Section 14a of the Administrative Procedure Act, article 6252-13a, V.T.C.S., governs discovery in an administrative proceeding. Section 14a provides in part:
Sec. 14a. (a) Upon motion of any party showing good cause therefor and upon notice to all other parties, and subject to such limitations of the kind provided in Rule 186b of the Rules of Civil Procedure as the agency may impose, the agency in which an action is pending may order any party:
(1) to produce and permit the inspection and copying or photographing by or on behalf of the moving party any of the following which are in his possession, custody, or control: any designated documents, papers, books, accounts, letters, photographs, objects, or tangible things, not privileged, which constitute or contain, or are reasonably calculated to lead to the discovery of, evidence material to any matter involved in the action; and
(2) to permit entry upon designated land or other property in his possession or control for the purpose of inspecting, measuring, surveying, or photographing the property or any designated object or operation thereon which may be material to any matter involved in the action.
(b) The order shall specify the time, place, and manner of making the inspection, measurement, or survey and taking the copies and photographs and may prescribe such terms and conditions as are just. (Emphasis added).
. . . .
The language of section 14a(a)(1) indicates that petitioner is responsible for duplicating records. Thus, he will pay the costs of copies.

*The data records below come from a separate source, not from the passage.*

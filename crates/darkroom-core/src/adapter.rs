use async_trait::async_trait;

use crate::outcome::{AttemptOutcome, ProbeOutcome};
use crate::request::ImageBlob;

/// One slot of the outgoing payload, in wire order.
#[derive(Debug, Clone, PartialEq)]
pub enum PayloadPart {
    Image(ImageBlob),
    Text(String),
}

/// Everything the remote service needs for one attempt, minus the key.
/// Part order is significant and already final.
#[derive(Debug, Clone, PartialEq)]
pub struct AttemptPayload {
    pub parts: Vec<PayloadPart>,
}

/// Performs exactly one remote call per invocation and folds every transport
/// result into a classified [`AttemptOutcome`]. No error may escape this
/// boundary as anything other than one of the three failure kinds.
#[async_trait]
pub trait RemoteAdapter: Send + Sync {
    async fn attempt(&self, secret: &str, payload: &AttemptPayload) -> AttemptOutcome;

    /// Cheap validity check for a key, independent of any generation.
    async fn probe(&self, secret: &str) -> ProbeOutcome;
}

/// Offline stand-in: returns the first image of the payload unchanged. Used
/// when no real service is reachable, so the rest of the pipeline can be
/// exercised end to end.
#[derive(Debug, Default)]
pub struct EchoAdapter;

#[async_trait]
impl RemoteAdapter for EchoAdapter {
    async fn attempt(&self, _secret: &str, payload: &AttemptPayload) -> AttemptOutcome {
        let image = payload.parts.iter().find_map(|part| match part {
            PayloadPart::Image(image) => Some(image.clone()),
            PayloadPart::Text(_) => None,
        });
        match image {
            Some(image) => AttemptOutcome::Success(image),
            None => AttemptOutcome::OtherFailure("payload contains no image".to_owned()),
        }
    }

    async fn probe(&self, _secret: &str) -> ProbeOutcome {
        ProbeOutcome::Valid
    }
}

#[cfg(test)]
mod tests {
    use super::*;
    use bytes::Bytes;

    #[tokio::test]
    async fn echo_returns_the_source_image() {
        let source = ImageBlob::new(Bytes::from_static(b"pixels"), "image/png");
        let payload = AttemptPayload {
            parts: vec![
                PayloadPart::Image(source.clone()),
                PayloadPart::Text("prompt".into()),
            ],
        };
        let outcome = EchoAdapter.attempt("unused", &payload).await;
        assert_eq!(outcome, AttemptOutcome::Success(source));
    }

    #[tokio::test]
    async fn echo_rejects_imageless_payloads() {
        let payload = AttemptPayload {
            parts: vec![PayloadPart::Text("prompt".into())],
        };
        assert!(matches!(
            EchoAdapter.attempt("unused", &payload).await,
            AttemptOutcome::OtherFailure(_)
        ));
    }
}
pub mod request;
pub mod response;
pub mod types;

pub use request::GenerateContentRequestBody;
pub use response::GenerateContentResponse;
pub use types::*;
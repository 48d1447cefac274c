use serde::{Deserialize, Serialize};

use crate::generate_content::types::{Candidate, PromptFeedback};
use crate::types::Blob;

#[derive(Debug, Clone, PartialEq, Serialize, Deserialize)]
#[serde(rename_all = "camelCase")]
pub struct GenerateContentResponse {
    #[serde(default, skip_serializing_if = "Vec::is_empty")]
    pub candidates: Vec<Candidate>,
    #[serde(skip_serializing_if = "Option::is_none")]
    pub prompt_feedback: Option<PromptFeedback>,
    #[serde(skip_serializing_if = "Option::is_none")]
    pub model_version: Option<String>,
    #[serde(skip_serializing_if = "Option::is_none")]
    pub response_id: Option<String>,
}

impl GenerateContentResponse {
    /// First inline image of the first candidate, if the model returned one.
    pub fn first_inline_image(&self) -> Option<&Blob> {
        self.candidates
            .first()?
            .content
            .parts
            .iter()
            .find_map(|part| part.inline_data.as_ref())
    }
}

#[cfg(test)]
mod tests {
    use super::*;

    #[test]
    fn first_inline_image_skips_text_parts() {
        let json = serde_json::json!({
            "candidates": [{
                "content": {
                    "parts": [
                        { "text": "Here is the edit." },
                        { "inlineData": { "mimeType": "image/png", "data": "QUJD" } }
                    ],
                    "role": "model"
                },
                "finishReason": "STOP"
            }],
            "modelVersion": "gemini-2.5-flash-image"
        });
        let resp: GenerateContentResponse =
            serde_json::from_value(json).expect("response should parse");
        let blob = resp.first_inline_image().expect("inline image expected");
        assert_eq!(blob.mime_type, "image/png");
        assert_eq!(blob.data, "QUJD");
    }

    #[test]
    fn empty_response_has_no_image() {
        let resp: GenerateContentResponse =
            serde_json::from_value(serde_json::json!({})).expect("response should parse");
        assert!(resp.first_inline_image().is_none());
    }
}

Section 14a does not expressly authorize placing the costs of production on the petitioner. It does, however, provide that the order for production of records "may prescribe such terms and conditions as are just." V.T.C.S. art. 6252-13a, § 14a(b). Identical language appears in Rule 167 of the Texas Rules of Civil Procedure and similar language appears in Rule 26(c)(2) of the Federal Rules of Civil Procedure. The federal provision has been interpreted to authorize a judicial order requiring the party seeking discovery to pay some of the expenses incurred in obtaining discoverable materials. American Standard Inc. v. Bendix Corp., 71 FRD 443 (W.D.Mo. 1976).
A party's motion for discovery under 14a(a) is
subject to such limitations of the kind provided in Rule 186b of the Rules of Civil Procedure as the agency may impose.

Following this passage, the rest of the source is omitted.